Die Verknüpfung von Gender und Ethnizitäten stellt seit einigen Jahren eine neue Herausforderung für die außerschulische Bildungsarbeit
dar. Den vielfältigen theoretischen Auseinandersetzungen um die Verknüpfung der beiden Kategorien Gender und Ethnizitäten
in der Pädagogik entsprechen bislang kaum Praxisprojekte (vgl. Aschenbrenner-Wellmann 2004). Das Modellprojekt „respect – antirassistische jungen- und mädchenarbeit – gegen ausgrenzung und gewalt“ stellt sich der Herausforderung und integriert beide Kategorien in die kurzzeitpädagogische Arbeit.

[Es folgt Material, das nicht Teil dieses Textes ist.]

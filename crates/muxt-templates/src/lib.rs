//! # muxt-templates
//!
//! The template engine behind muxt: an action language in the double-brace
//! family (`{{.Field}}`, `{{if}}`, `{{range}}`, `{{template "name" .}}`),
//! parsed into named trees that keep byte positions for diagnostics.
//!
//! The crate serves two masters with one parser:
//!
//! 1. **Runtime** — applications hold a [`TemplateSet`] (usually in a
//!    [`LazySet`] static) and render named templates with [`Value`] data.
//! 2. **Analysis** — the muxt generator re-parses the same sources with the
//!    same parser, so the trees it reasons about are byte-for-byte the trees
//!    the runtime executes.
//!
//! ## Declaring templates
//!
//! ```ignore
//! use muxt_templates as template;
//!
//! static ASSETS: template::Files = template::embed_files!("templates/*.html");
//!
//! static TEMPLATES: template::LazySet = template::lazy(|| {
//!     template::must(
//!         template::new("index.html").parse_files(&ASSETS, &["*.html"]),
//!     )
//! });
//! ```

pub mod error;
pub mod exec;
pub mod files;
pub mod lex;
pub mod node;
pub mod parse;
pub mod set;
pub mod value;

pub use error::{ParseError, RenderError};
pub use files::Files;
pub use node::{Node, Pos, Position, Tree};
pub use set::{IntoTemplateFn, LazySet, TemplateFn, TemplateSet, lazy, must, new};
pub use value::{ErrorValue, Object, Value};

// The embed macro expands to `::muxt_templates::Files::from_static(..)`, so
// it is re-exported here and users never depend on muxt-embed directly.
pub use muxt_embed::embed_files;

/// Default left action delimiter.
pub const LEFT_DELIM: &str = "{{";
/// Default right action delimiter.
pub const RIGHT_DELIM: &str = "}}";

/// Crate version, embedded in generated-code banners.
pub const VERSION: &str = env!("CARGO_PKG_VERSION");
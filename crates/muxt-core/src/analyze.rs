//! The analysis pipeline and its read-only reports.
//!
//! [`analyze`] runs loader → evaluator → resolver → checker once and keeps
//! every intermediate result; `check`, `routes`, `template-callers`,
//! `template-calls`, `template-source`, and `documentation` are all views
//! over the same [`Analysis`].

use std::collections::{BTreeMap, BTreeSet};
use std::fmt::{self, Write as _};
use std::path::PathBuf;

use quote::ToTokens;
use syn::visit::Visit;
use tracing::debug;

use crate::check::{CheckError, Checker, TemplateRef, TypeRef};
use crate::environment::{Environment, evaluate};
use crate::error::{ErrorList, MuxtResult, SourcePos};
use crate::forest::Forest;
use crate::resolve::{ResolvedRoute, bind_routes, path_method_types};
use crate::source::{Package, SourceError, SourceFile};

/// Pipeline configuration shared by every command.
#[derive(Debug, Clone)]
pub struct AnalysisOptions {
    pub templates_variable: String,
    pub receiver_type: Option<String>,
    /// A second package directory to load the receiver type from.
    pub receiver_package: Option<PathBuf>,
}

impl Default for AnalysisOptions {
    fn default() -> Self {
        Self {
            templates_variable: crate::DEFAULT_TEMPLATES_VARIABLE.into(),
            receiver_type: None,
            receiver_package: None,
        }
    }
}

/// A `TEMPLATES.execute("name", …)` call found in user source.
#[derive(Debug, Clone)]
pub struct ExecuteSite {
    pub template: String,
    pub pos: SourcePos,
}

/// Everything one pass over a package produces.
#[derive(Debug)]
pub struct Analysis {
    pub environment: Environment,
    pub routes: Vec<ResolvedRoute>,
    pub refs: Vec<TemplateRef>,
    pub execute_sites: Vec<ExecuteSite>,
    /// Collected route-level and template-level diagnostics.
    pub errors: ErrorList,
}

/// Run the full pipeline. Unrecoverable failures (package, environment)
/// short-circuit; route and template errors are collected in the result.
pub fn analyze(package: &Package, opts: &AnalysisOptions) -> MuxtResult<Analysis> {
    let mut index = package.type_index();
    if let Some(dir) = &opts.receiver_package {
        let receiver_package = Package::load(dir)?;
        index.merge(receiver_package.type_index());
    }
    if let Some(receiver) = &opts.receiver_type {
        if !index.has_type(receiver) {
            return Err(SourceError::ReceiverNotFound {
                ident: receiver.clone(),
            }
            .into());
        }
    }

    let environment = evaluate(package, &index, &opts.templates_variable)?;
    let binding = bind_routes(&environment, &index, opts.receiver_type.as_deref());
    let mut errors = ErrorList(binding.errors);

    let forest = Forest::new(&environment.set);
    let path_methods = path_method_types(&binding.routes, &index);
    let mut checker =
        Checker::new(&index, &forest, &environment.funcs).with_path_methods(path_methods);

    for route in &binding.routes {
        if let Some(tree) = forest.find_tree(&route.template_name) {
            checker.check_tree(tree, route.data_type.clone());
        }
    }

    let execute_sites = find_execute_sites(package, &opts.templates_variable);
    for site in &execute_sites {
        match forest.find_tree(&site.template) {
            // The data expression's type is not recoverable statically, so
            // execute sites check their target permissively.
            Some(tree) => checker.check_tree(tree, TypeRef::Any),
            None => errors.push(CheckError {
                pos: site.pos.clone(),
                message: format!("template {:?} not defined", site.template),
            }),
        }
    }

    let (check_errors, refs) = checker.into_results();
    errors.extend(check_errors);
    debug!(
        routes = binding.routes.len(),
        refs = refs.len(),
        sites = execute_sites.len(),
        errors = errors.len(),
        "analysis complete"
    );

    Ok(Analysis {
        environment,
        routes: binding.routes,
        refs,
        execute_sites,
        errors,
    })
}

impl Analysis {
    /// Template names defined in the forest but unreachable from any
    /// execute site (routes included) through `{{template}}` references.
    /// Templates whose bodies are empty after trimming are ignored.
    pub fn unused_templates(&self) -> Vec<String> {
        let mut reachable: BTreeSet<&str> = BTreeSet::new();
        let mut queue: Vec<&str> = Vec::new();
        for route in &self.routes {
            queue.push(&route.template_name);
        }
        for site in &self.execute_sites {
            queue.push(&site.template);
        }
        while let Some(name) = queue.pop() {
            if !reachable.insert(name) {
                continue;
            }
            for reference in &self.refs {
                if reference.caller == name {
                    queue.push(&reference.callee);
                }
            }
        }
        self.environment
            .set
            .trees()
            .iter()
            .filter(|(name, tree)| !reachable.contains(name.as_str()) && !tree.is_empty())
            .map(|(name, _)| name.clone())
            .collect()
    }

    /// The `routes` report: every route, its bound method, and the
    /// template source.
    pub fn routes_report(&self) -> String {
        let mut out = String::new();
        for route in &self.routes {
            let signature = match &route.method {
                Some(method) => {
                    let args: Vec<String> = method
                        .bindings
                        .iter()
                        .map(|b| format!("{:?}", BindingBrief(b)))
                        .collect();
                    format!("{}({})", method.ident, args.join(", "))
                }
                None => "(static render)".to_string(),
            };
            let _ = writeln!(
                out,
                "{}\n  status: {}\n  handler: {}\n  data: {}",
                route.template_name,
                route.route.default_status(),
                signature,
                route.data_type,
            );
            if let Some(tree) = self.environment.set.find_tree(&route.template_name) {
                for line in tree.to_string().lines() {
                    let _ = writeln!(out, "  | {line}");
                }
            }
        }
        out
    }

    /// The `template-callers` report: who renders each template.
    pub fn template_callers(&self, filter: Option<&str>) -> String {
        let mut out = String::new();
        for name in self.environment.set.trees().keys() {
            if filter.is_some_and(|f| f != name) {
                continue;
            }
            let mut lines: Vec<String> = Vec::new();
            for route in &self.routes {
                if route.template_name == *name {
                    lines.push(format!("  route {} with {}", route.route, route.data_type));
                }
            }
            for site in &self.execute_sites {
                if site.template == *name {
                    lines.push(format!("  executed at {}", site.pos));
                }
            }
            for reference in &self.refs {
                if reference.callee == *name {
                    lines.push(format!(
                        "  included from {:?} at {} with {}",
                        reference.caller, reference.pos, reference.arg
                    ));
                }
            }
            if filter.is_none() && lines.is_empty() {
                continue;
            }
            let _ = writeln!(out, "{name}");
            if lines.is_empty() {
                let _ = writeln!(out, "  (no callers)");
            }
            for line in lines {
                let _ = writeln!(out, "{line}");
            }
        }
        out
    }

    /// The `template-calls` report: what each template invokes.
    pub fn template_calls(&self, filter: Option<&str>) -> String {
        let mut calls: BTreeMap<&str, Vec<&TemplateRef>> = BTreeMap::new();
        for reference in &self.refs {
            calls.entry(&reference.caller).or_default().push(reference);
        }
        let mut out = String::new();
        for name in self.environment.set.trees().keys() {
            if filter.is_some_and(|f| f != name) {
                continue;
            }
            let Some(refs) = calls.get(name.as_str()) else {
                if filter.is_some() {
                    let _ = writeln!(out, "{name}\n  (no template calls)");
                }
                continue;
            };
            let _ = writeln!(out, "{name}");
            for reference in refs {
                let _ = writeln!(
                    out,
                    "  calls {:?} at {} with {}",
                    reference.callee, reference.pos, reference.arg
                );
            }
        }
        out
    }

    /// The `template-source` report for one template.
    pub fn template_source(&self, name: &str) -> Option<String> {
        self.environment
            .set
            .find_tree(name)
            .map(|tree| tree.to_string())
    }

    /// The `documentation` report: routes, methods, and sources combined.
    pub fn documentation(&self) -> String {
        let mut out = String::new();
        let _ = writeln!(
            out,
            "# Routes for {} ({} templates, {} routes)\n",
            self.environment.var_ident,
            self.environment.set.trees().len(),
            self.routes.len()
        );
        out.push_str(&self.routes_report());
        let unused = self.unused_templates();
        if !unused.is_empty() {
            let _ = writeln!(out, "\nUnused templates:");
            for name in unused {
                let _ = writeln!(out, "  {name}");
            }
        }
        out
    }
}

/// Compact argument rendering for the routes report.
struct BindingBrief<'a>(&'a crate::resolve::ArgBinding);

impl fmt::Debug for BindingBrief<'_> {
    fn fmt(&self, f: &mut fmt::Formatter<'_>) -> fmt::Result {
        use crate::resolve::ArgBinding;
        match self.0 {
            ArgBinding::Ctx => write!(f, "ctx"),
            ArgBinding::Request => write!(f, "request"),
            ArgBinding::Response => write!(f, "response"),
            ArgBinding::Path { name, ty_text, .. } => write!(f, "{name}: {ty_text}"),
            ArgBinding::Form { ty_text, .. } => write!(f, "form: {ty_text}"),
        }
    }
}

// ── execute-site discovery ────────────────────────────────────────────────

/// Find `VAR.execute("name", …)` / `VAR.execute_to_string("name", …)`
/// method calls anywhere in the package.
pub fn find_execute_sites(package: &Package, var: &str) -> Vec<ExecuteSite> {
    let mut out = Vec::new();
    for file in &package.files {
        let mut visitor = SiteVisitor {
            var,
            file,
            out: &mut out,
        };
        visitor.visit_file(&file.ast);
    }
    out
}

struct SiteVisitor<'a> {
    var: &'a str,
    file: &'a SourceFile,
    out: &'a mut Vec<ExecuteSite>,
}

impl<'a> Visit<'a> for SiteVisitor<'_> {
    fn visit_expr_method_call(&mut self, node: &'a syn::ExprMethodCall) {
        let method = node.method.to_string();
        if method == "execute" || method == "execute_to_string" {
            let receiver_text = node.receiver.to_token_stream().to_string();
            let mentions_var = receiver_text
                .split(|c: char| !(c.is_alphanumeric() || c == '_'))
                .any(|word| word == self.var);
            if mentions_var {
                if let Some(syn::Expr::Lit(lit)) = node.args.first() {
                    if let syn::Lit::Str(name) = &lit.lit {
                        self.out.push(ExecuteSite {
                            template: name.value(),
                            pos: self.file.pos(node.method.span()),
                        });
                    }
                }
            }
        }
        syn::visit::visit_expr_method_call(self, node);
    }
}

Ausgehend von den Projekterfahrungen
befasst sich der vorliegende Beitrag mit juvenilen Darstellungsstilen, die von den Kategorien Gender und Ethnizität durchkreuzt
sind. Die Thematisierung geschlechtlicher und ethnischer Äußerungen in den Seminaren knüpft an verschiedene dekonstruktivistische,
geschlechtsreflektierende und antirassistische pädagogische Konzepte an und rekurriert auf Elemente aus der Theater- und Interaktionspädagogik.